Hyperoxia, reactive oxygen species, and hyperventilation: oxygen sensitivity of brain stem neurons.

Hyperoxia is a popular model of oxidative stress. However, hyperoxic gas mixtures are routinely used for chemical denervation of peripheral O2 receptors in in vivo studies of respiratory control. The underlying assumption whenever using hyperoxia is that there are no direct effects of molecular O2 and reactive O2 species (ROS) on brain stem function. In addition, control superfusates used routinely for in vitro studies of neurons in brain slices are, in fact, hyperoxic. Again, the assumption is that there are no direct effects of O2 and ROS on neuronal activity. Research contradicts this assumption by demonstrating that O2 has central effects on the brain stem respiratory centers and several effects on neurons in respiratory control areas; these need to be considered whenever hyperoxia is used. This mini-review summarizes the long-recognized, but seldom acknowledged, paradox of respiratory control known as hyperoxic hyperventilation.
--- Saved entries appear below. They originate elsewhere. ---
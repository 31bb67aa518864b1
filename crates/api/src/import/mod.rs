//! The catalog import pipeline: session registry and background worker.

pub mod store;
pub mod worker;
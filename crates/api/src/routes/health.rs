use axum::extract::State;
use axum::{routing::get, Json, Router};
use serde::Serialize;

use crate::state::AppState;

/// Health check response payload.
#[derive(Serialize)]
pub struct HealthResponse {
    /// Overall service status.
    pub status: &'static str,
    /// Crate version from Cargo.toml.
    pub version: &'static str,
    /// Whether the database is reachable.
    pub db_healthy: bool,
}

/// GET /health -- returns service and database health.
async fn health_check(State(state): State<AppState>) -> Json<HealthResponse> {
    let db_healthy = ataka_db::health_check(&state.pool).await.is_ok();

    let status = if db_healthy { "ok" } else { "degraded" };

    Json(HealthResponse {
        status,
        version: env!("CARGO_PKG_VERSION"),
        db_healthy,
    })
}

/// Mount health check routes (intended for root-level, NOT under `/api/v1`).
pub fn router() -> Router<AppState> {
    Router::new().route("/health", get(health_check))
}
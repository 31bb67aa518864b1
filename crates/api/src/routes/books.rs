//! Route definitions for the book catalog.
//!
//! Mounted at `/books`.

use axum::routing::get;
use axum::Router;

use crate::handlers::books;
use crate::state::AppState;

/// Routes mounted at `/books`.
///
/// ```text
/// GET    /                      -> list_books
/// POST   /                      -> create_book (admin)
/// GET    /search                -> search_books
/// GET    /featured              -> featured_books
/// GET    /bestsellers           -> bestseller_books
/// GET    /category/{category}   -> books_by_category
/// GET    /{id}                  -> get_book
/// PUT    /{id}                  -> update_book (admin)
/// DELETE /{id}                  -> delete_book (admin)
/// ```
pub fn router() -> Router<AppState> {
    Router::new()
        .route("/", get(books::list_books).post(books::create_book))
        .route("/search", get(books::search_books))
        .route("/featured", get(books::featured_books))
        .route("/bestsellers", get(books::bestseller_books))
        .route("/category/{category}", get(books::books_by_category))
        .route(
            "/{id}",
            get(books::get_book)
                .put(books::update_book)
                .delete(books::delete_book),
        )
}
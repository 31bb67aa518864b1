//! HTTP-level integration tests for the payment verification flow.
//!
//! The hosted-checkout order creation endpoint talks to the live provider
//! and is exercised only up to its validation boundary here; the
//! verification state machine is tested end-to-end against seeded orders.

mod common;

use axum::http::StatusCode;
use common::{body_json, customer_token, get, post_json_auth, seed_book, TEST_RAZORPAY_SECRET};
use sqlx::PgPool;

use ataka_core::order::TimelineEntry;
use ataka_core::payment::payment_signature;
use ataka_db::models::order::NewOrder;
use ataka_db::repositories::OrderRepo;

const RZP_ORDER_ID: &str = "order_test123";
const RZP_PAYMENT_ID: &str = "pay_test456";

/// Seed a pending gateway order the way `create_payment_order` would.
async fn seed_pending_payment_order(pool: &PgPool, user_id: i64, book_id: i64, total: f64) -> i64 {
    let now = chrono::Utc::now();
    let new_order = NewOrder {
        order_number: format!("ORD-{}-seedorder", now.timestamp_millis()),
        user_id,
        items: serde_json::json!([{
            "book_id": book_id,
            "quantity": 2,
            "price": total / 2.0,
            "title": "Seeded",
            "author": "A",
            "image": "",
        }]),
        shipping_address: serde_json::json!({ "city": "Guntur" }),
        billing_address: serde_json::json!({ "city": "Guntur" }),
        order_summary: serde_json::json!({
            "subtotal": total,
            "shipping_cost": 0.0,
            "tax": 0.0,
            "discount": 0.0,
            "total": total,
        }),
        payment_details: serde_json::json!({
            "method": "razorpay",
            "status": "pending",
            "razorpay_order_id": RZP_ORDER_ID,
        }),
        order_status: "pending".to_string(),
        is_gift: false,
        gift_message: String::new(),
        customer_notes: String::new(),
        timeline: serde_json::json!([TimelineEntry {
            status: "pending".to_string(),
            message: "Order created, awaiting payment".to_string(),
            timestamp: now,
            admin_notes: None,
        }]),
    };
    OrderRepo::create(pool, &new_order).await.unwrap().id
}

// ---------------------------------------------------------------------------
// Config endpoint
// ---------------------------------------------------------------------------

#[sqlx::test(migrations = "../../db/migrations")]
async fn config_returns_publishable_key(pool: PgPool) {
    let app = common::build_test_app(pool);
    let response = get(app, "/api/v1/payments/config").await;

    assert_eq!(response.status(), StatusCode::OK);
    let json = body_json(response).await;
    assert_eq!(json["data"]["razorpay_key_id"], "rzp_test_key");
}

#[sqlx::test(migrations = "../../db/migrations")]
async fn config_is_503_when_gateway_unconfigured(pool: PgPool) {
    let mut config = common::test_config();
    config.razorpay = None;

    let app = common::build_test_app_with_config(pool, config);
    let response = get(app, "/api/v1/payments/config").await;

    assert_eq!(response.status(), StatusCode::SERVICE_UNAVAILABLE);
    let json = body_json(response).await;
    assert_eq!(json["success"], false);
}

// ---------------------------------------------------------------------------
// create-order validation boundary
// ---------------------------------------------------------------------------

#[sqlx::test(migrations = "../../db/migrations")]
async fn checkout_rejects_insufficient_stock(pool: PgPool) {
    let book_id = seed_book(&pool, "Scarce", 100.0, 1).await;

    let app = common::build_test_app(pool);
    let response = post_json_auth(
        app,
        "/api/v1/payments/create-order",
        &customer_token(7),
        serde_json::json!({
            "amount": 200.0,
            "items": [{ "book_id": book_id, "quantity": 2 }],
            "shipping_address": {},
        }),
    )
    .await;

    assert_eq!(response.status(), StatusCode::BAD_REQUEST);
    let json = body_json(response).await;
    assert_eq!(json["message"], "Insufficient stock for Scarce");
}

#[sqlx::test(migrations = "../../db/migrations")]
async fn checkout_rejects_amount_mismatch(pool: PgPool) {
    let book_id = seed_book(&pool, "Repriced", 100.0, 5).await;

    let app = common::build_test_app(pool);
    let response = post_json_auth(
        app,
        "/api/v1/payments/create-order",
        &customer_token(7),
        serde_json::json!({
            // Claims a stale total; the server computes 200.
            "amount": 150.0,
            "items": [{ "book_id": book_id, "quantity": 2 }],
            "shipping_address": {},
        }),
    )
    .await;

    assert_eq!(response.status(), StatusCode::BAD_REQUEST);
    let json = body_json(response).await;
    assert_eq!(json["message"], "Amount mismatch");
}

#[sqlx::test(migrations = "../../db/migrations")]
async fn checkout_rejects_unknown_book(pool: PgPool) {
    let app = common::build_test_app(pool);
    let response = post_json_auth(
        app,
        "/api/v1/payments/create-order",
        &customer_token(7),
        serde_json::json!({
            "amount": 100.0,
            "items": [{ "book_id": 999999, "quantity": 1 }],
            "shipping_address": {},
        }),
    )
    .await;

    assert_eq!(response.status(), StatusCode::BAD_REQUEST);
}

// ---------------------------------------------------------------------------
// Verification state machine
// ---------------------------------------------------------------------------

#[sqlx::test(migrations = "../../db/migrations")]
async fn tampered_signature_records_failure_without_stock_mutation(pool: PgPool) {
    let book_id = seed_book(&pool, "Guarded", 100.0, 5).await;
    let order_id = seed_pending_payment_order(&pool, 7, book_id, 200.0).await;

    let app = common::build_test_app(pool.clone());
    let response = post_json_auth(
        app,
        "/api/v1/payments/verify",
        &customer_token(7),
        serde_json::json!({
            "razorpay_order_id": RZP_ORDER_ID,
            "razorpay_payment_id": RZP_PAYMENT_ID,
            "razorpay_signature": "deadbeef".repeat(8),
            "order_id": order_id,
        }),
    )
    .await;

    assert_eq!(response.status(), StatusCode::BAD_REQUEST);
    let json = body_json(response).await;
    assert_eq!(json["success"], false);
    assert_eq!(json["message"], "Payment verification failed");

    // The order is not confirmed; payment details record the failure and
    // exactly one timeline entry was appended.
    let order = OrderRepo::find_by_id(&pool, order_id).await.unwrap().unwrap();
    assert_eq!(order.order_status, "pending");
    assert_eq!(order.payment_details["status"], "failed");
    assert_eq!(order.payment_details["failure_reason"], "Invalid signature");
    assert_eq!(order.timeline.as_array().unwrap().len(), 2);

    // Stock untouched.
    let app = common::build_test_app(pool);
    let response = get(app, &format!("/api/v1/books/{book_id}")).await;
    let json = body_json(response).await;
    assert_eq!(json["data"]["stock_count"], 5);
    assert_eq!(json["data"]["sales_count"], 0);
}

#[sqlx::test(migrations = "../../db/migrations")]
async fn valid_signature_confirms_order_and_moves_stock_once(pool: PgPool) {
    let book_id = seed_book(&pool, "Paid For", 100.0, 5).await;
    let order_id = seed_pending_payment_order(&pool, 7, book_id, 200.0).await;

    let signature = payment_signature(RZP_ORDER_ID, RZP_PAYMENT_ID, TEST_RAZORPAY_SECRET);

    let app = common::build_test_app(pool.clone());
    let response = post_json_auth(
        app,
        "/api/v1/payments/verify",
        &customer_token(7),
        serde_json::json!({
            "razorpay_order_id": RZP_ORDER_ID,
            "razorpay_payment_id": RZP_PAYMENT_ID,
            "razorpay_signature": signature,
            "order_id": order_id,
        }),
    )
    .await;

    assert_eq!(response.status(), StatusCode::OK);
    let json = body_json(response).await;
    assert_eq!(json["success"], true);
    assert_eq!(json["data"]["status"], "confirmed");
    assert_eq!(json["data"]["total"], 200.0);

    let order = OrderRepo::find_by_id(&pool, order_id).await.unwrap().unwrap();
    assert_eq!(order.order_status, "confirmed");
    assert_eq!(order.payment_details["status"], "paid");
    assert_eq!(order.payment_details["payment_id"], RZP_PAYMENT_ID);
    assert_eq!(order.timeline.as_array().unwrap().len(), 2);

    // The gateway flow's single stock mutation happened here, once.
    let app = common::build_test_app(pool);
    let response = get(app, &format!("/api/v1/books/{book_id}")).await;
    let json = body_json(response).await;
    assert_eq!(json["data"]["stock_count"], 3);
    assert_eq!(json["data"]["sales_count"], 2);
}

#[sqlx::test(migrations = "../../db/migrations")]
async fn verify_rejects_other_users(pool: PgPool) {
    let book_id = seed_book(&pool, "Not Yours", 100.0, 5).await;
    let order_id = seed_pending_payment_order(&pool, 7, book_id, 200.0).await;

    let signature = payment_signature(RZP_ORDER_ID, RZP_PAYMENT_ID, TEST_RAZORPAY_SECRET);

    let app = common::build_test_app(pool);
    let response = post_json_auth(
        app,
        "/api/v1/payments/verify",
        &customer_token(8),
        serde_json::json!({
            "razorpay_order_id": RZP_ORDER_ID,
            "razorpay_payment_id": RZP_PAYMENT_ID,
            "razorpay_signature": signature,
            "order_id": order_id,
        }),
    )
    .await;

    assert_eq!(response.status(), StatusCode::FORBIDDEN);
}

#[sqlx::test(migrations = "../../db/migrations")]
async fn verify_unknown_order_returns_404(pool: PgPool) {
    let app = common::build_test_app(pool);
    let response = post_json_auth(
        app,
        "/api/v1/payments/verify",
        &customer_token(7),
        serde_json::json!({
            "razorpay_order_id": RZP_ORDER_ID,
            "razorpay_payment_id": RZP_PAYMENT_ID,
            "razorpay_signature": "00",
            "order_id": 999999,
        }),
    )
    .await;

    assert_eq!(response.status(), StatusCode::NOT_FOUND);
}
//! Domain logic for the Ataka Telugu-book storefront.
//!
//! This crate has no I/O: no database, no HTTP, no async. It holds the
//! error taxonomy, catalog vocabulary, order lifecycle rules, payment
//! signature math, and the WooCommerce-to-book transform, so that the
//! `db`, `woo`, and `api` crates can share one source of truth.

pub mod catalog;
pub mod error;
pub mod import;
pub mod order;
pub mod payment;
pub mod types;
// ── Tests ────────────────────────────────────────────────────────────

#[cfg(test)]
mod tests {
    use super::*;

    fn sample_product() -> WooProduct {
        WooProduct {
            id: 42,
            name: "Mahaprasthanam మహాప్రస్థానం".to_string(),
            price: Some("400".to_string()),
            regular_price: Some("500".to_string()),
            sale_price: Some("400".to_string()),
            description: "<p>Sri Sri's <b>landmark</b> poetry collection.</p>".to_string(),
            images: vec![
                WooImage {
                    src: "https://cdn.example.com/maha-front.jpg".to_string(),
                },
                WooImage {
                    src: "https://cdn.example.com/maha-back.jpg".to_string(),
                },
            ],
            categories: vec![WooTerm {
                name: "Poetry".to_string(),
            }],
            attributes: vec![WooAttribute {
                name: "Author".to_string(),
                options: vec!["Sri Sri".to_string()],
            }],
            tags: vec![WooTerm {
                name: "classic".to_string(),
            }],
            meta_data: vec![
                WooMeta {
                    key: "_publisher".to_string(),
                    value: serde_json::json!("Visalaandhra"),
                },
                WooMeta {
                    key: "_pages".to_string(),
                    value: serde_json::json!("120"),
                },
            ],
            stock_status: Some("instock".to_string()),
            stock_quantity: Some(12),
            status: Some("publish".to_string()),
            featured: true,
            ..Default::default()
        }
    }

    fn now() -> Timestamp {
        "2025-06-01T10:00:00Z".parse().unwrap()
    }

    // -- extract_telugu --

    #[test]
    fn telugu_runs_extracted_and_joined() {
        assert_eq!(extract_telugu("మహాప్రస్థానం by Sri Sri"), "మహాప్రస్థానం");
        assert_eq!(extract_telugu("అమరావతి and కథలు"), "అమరావతి కథలు");
    }

    #[test]
    fn no_telugu_yields_empty() {
        assert_eq!(extract_telugu("Plain English"), "");
        assert_eq!(extract_telugu(""), "");
    }

    // -- strip_html --

    #[test]
    fn tags_stripped_and_trimmed() {
        assert_eq!(
            strip_html("<p>Hello <b>world</b></p>  "),
            "Hello world"
        );
        assert_eq!(strip_html("no tags"), "no tags");
        assert_eq!(strip_html(""), "");
    }

    // -- discount_percent --

    #[test]
    fn discount_from_sale_price() {
        assert_eq!(discount_percent(Some(500.0), Some(400.0)), 20);
        assert_eq!(discount_percent(Some(300.0), Some(200.0)), 33);
    }

    #[test]
    fn no_sale_price_means_no_discount() {
        assert_eq!(discount_percent(Some(500.0), None), 0);
        assert_eq!(discount_percent(None, Some(400.0)), 0);
        assert_eq!(discount_percent(Some(0.0), Some(0.0)), 0);
    }

    #[test]
    fn sale_above_regular_means_no_discount() {
        assert_eq!(discount_percent(Some(400.0), Some(500.0)), 0);
    }

    // -- progress_percent --

    #[test]
    fn progress_rounds_to_nearest() {
        assert_eq!(progress_percent(3, 10), 30);
        assert_eq!(progress_percent(1, 3), 33);
        assert_eq!(progress_percent(2, 3), 67);
        assert_eq!(progress_percent(10, 10), 100);
    }

    #[test]
    fn empty_total_is_defined() {
        // Never NaN or a panic: an empty import is already complete.
        assert_eq!(progress_percent(0, 0), 100);
    }

    // -- transform_product --

    #[test]
    fn transform_maps_core_fields() {
        let draft = transform_product(&sample_product(), 7, now());

        assert_eq!(draft.title, "Mahaprasthanam మహాప్రస్థానం");
        assert_eq!(draft.title_telugu, "మహాప్రస్థానం");
        assert_eq!(draft.author, "Sri Sri");
        assert_eq!(draft.publisher, "Visalaandhra");
        assert_eq!(draft.isbn, "WOO-42");
        assert_eq!(draft.price, 400.0);
        assert_eq!(draft.original_price, 500.0);
        assert_eq!(draft.discount, 20);
        assert_eq!(draft.description, "Sri Sri's landmark poetry collection.");
        assert_eq!(draft.category, "poetry");
        assert_eq!(draft.pages, 120);
        assert_eq!(draft.image, "https://cdn.example.com/maha-front.jpg");
        assert_eq!(draft.images.len(), 2);
        assert!(draft.in_stock);
        assert_eq!(draft.stock_count, 12);
        assert!(draft.featured);
        assert!(draft.is_active);
        assert_eq!(draft.created_by, 7);
        assert_eq!(draft.woocommerce_id, 42);
        assert_eq!(draft.import_source, IMPORT_SOURCE_WOOCOMMERCE);
    }

    #[test]
    fn transform_is_deterministic() {
        let product = sample_product();
        let a = transform_product(&product, 7, now());
        let b = transform_product(&product, 7, now());
        assert_eq!(serde_json::to_value(&a).unwrap(), serde_json::to_value(&b).unwrap());
    }

    #[test]
    fn transform_defaults_for_sparse_product() {
        let product = WooProduct {
            id: 9,
            name: "Bare".to_string(),
            ..Default::default()
        };
        let draft = transform_product(&product, 1, now());

        assert_eq!(draft.author, "Unknown Author");
        assert_eq!(draft.publisher, "Unknown Publisher");
        assert_eq!(draft.isbn, "WOO-9");
        assert_eq!(draft.price, 0.0);
        assert_eq!(draft.pages, DEFAULT_PAGES);
        assert_eq!(draft.language, DEFAULT_LANGUAGE);
        assert_eq!(draft.publication_year, 2025);
        assert_eq!(draft.category, crate::catalog::FALLBACK_CATEGORY);
        assert!(!draft.in_stock);
        assert!(!draft.is_active);
    }

    #[test]
    fn unmapped_category_falls_back() {
        let mut product = sample_product();
        product.categories = vec![WooTerm {
            name: "Cookbooks".to_string(),
        }];
        let draft = transform_product(&product, 1, now());
        assert_eq!(draft.category, "literature");
    }

    // -- session state machine --

    fn session() -> ImportSession {
        ImportSession::new(
            "imp-1".to_string(),
            vec![(1, "One".to_string()), (2, "Two".to_string())],
            now(),
        )
    }

    #[test]
    fn new_session_starts_all_pending() {
        let s = session();
        assert_eq!(s.total, 2);
        assert_eq!(s.processed, 0);
        assert!(s
            .items
            .iter()
            .all(|i| i.status == ImportItemStatus::Pending));
    }

    #[test]
    fn counters_stay_consistent_through_mixed_outcomes() {
        let mut s = session();

        s.mark_importing(0);
        s.record_success(0);
        assert_eq!((s.processed, s.succeeded, s.failed), (1, 1, 0));

        s.mark_importing(1);
        s.record_error(1, "fetch failed".to_string());
        assert_eq!((s.processed, s.succeeded, s.failed), (2, 1, 1));

        assert_eq!(s.processed, s.succeeded + s.failed);
        assert!(s.processed <= s.total);
        assert!(s.is_complete());
        assert_eq!(s.items[1].error.as_deref(), Some("fetch failed"));
    }

    #[test]
    fn items_never_regress() {
        let mut s = session();
        s.mark_importing(0);
        s.record_success(0);

        // A late error for an already-successful item must be a no-op.
        s.record_error(0, "late failure".to_string());
        assert_eq!(s.items[0].status, ImportItemStatus::Success);
        assert_eq!((s.processed, s.succeeded, s.failed), (1, 1, 0));

        // Skipping the importing step is also rejected.
        let mut s2 = session();
        s2.record_success(0);
        assert_eq!(s2.items[0].status, ImportItemStatus::Pending);
        assert_eq!(s2.processed, 0);
    }

    #[test]
    fn out_of_range_index_ignored() {
        let mut s = session();
        s.mark_importing(99);
        s.record_success(99);
        assert_eq!(s.processed, 0);
    }

    #[test]
    fn empty_session_reports_complete() {
        let s = ImportSession::new("imp-0".to_string(), vec![], now());
        assert_eq!(s.total, 0);
        assert!(s.is_complete());
        assert_eq!(s.progress_percent(), 100);
    }
}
Several proposed mechanisms are discussed, including the recent hypothesis that hyperoxic hyperventilation is initiated by increased production of ROS during hyperoxia, which directly stimulates central CO2 chemoreceptors in the solitary complex. Hyperoxic hyperventilation may provide clues into the fundamental role of redox signaling and ROS in central control of breathing; moreover, oxidative stress may play a role in respiratory control dysfunction. The practical implications of brain stem O2 and ROS sensitivity are also considered relative to the present uses of hyperoxia in respiratory control research in humans, animals, and brain stem tissues. Recommendations for future research are also proposed.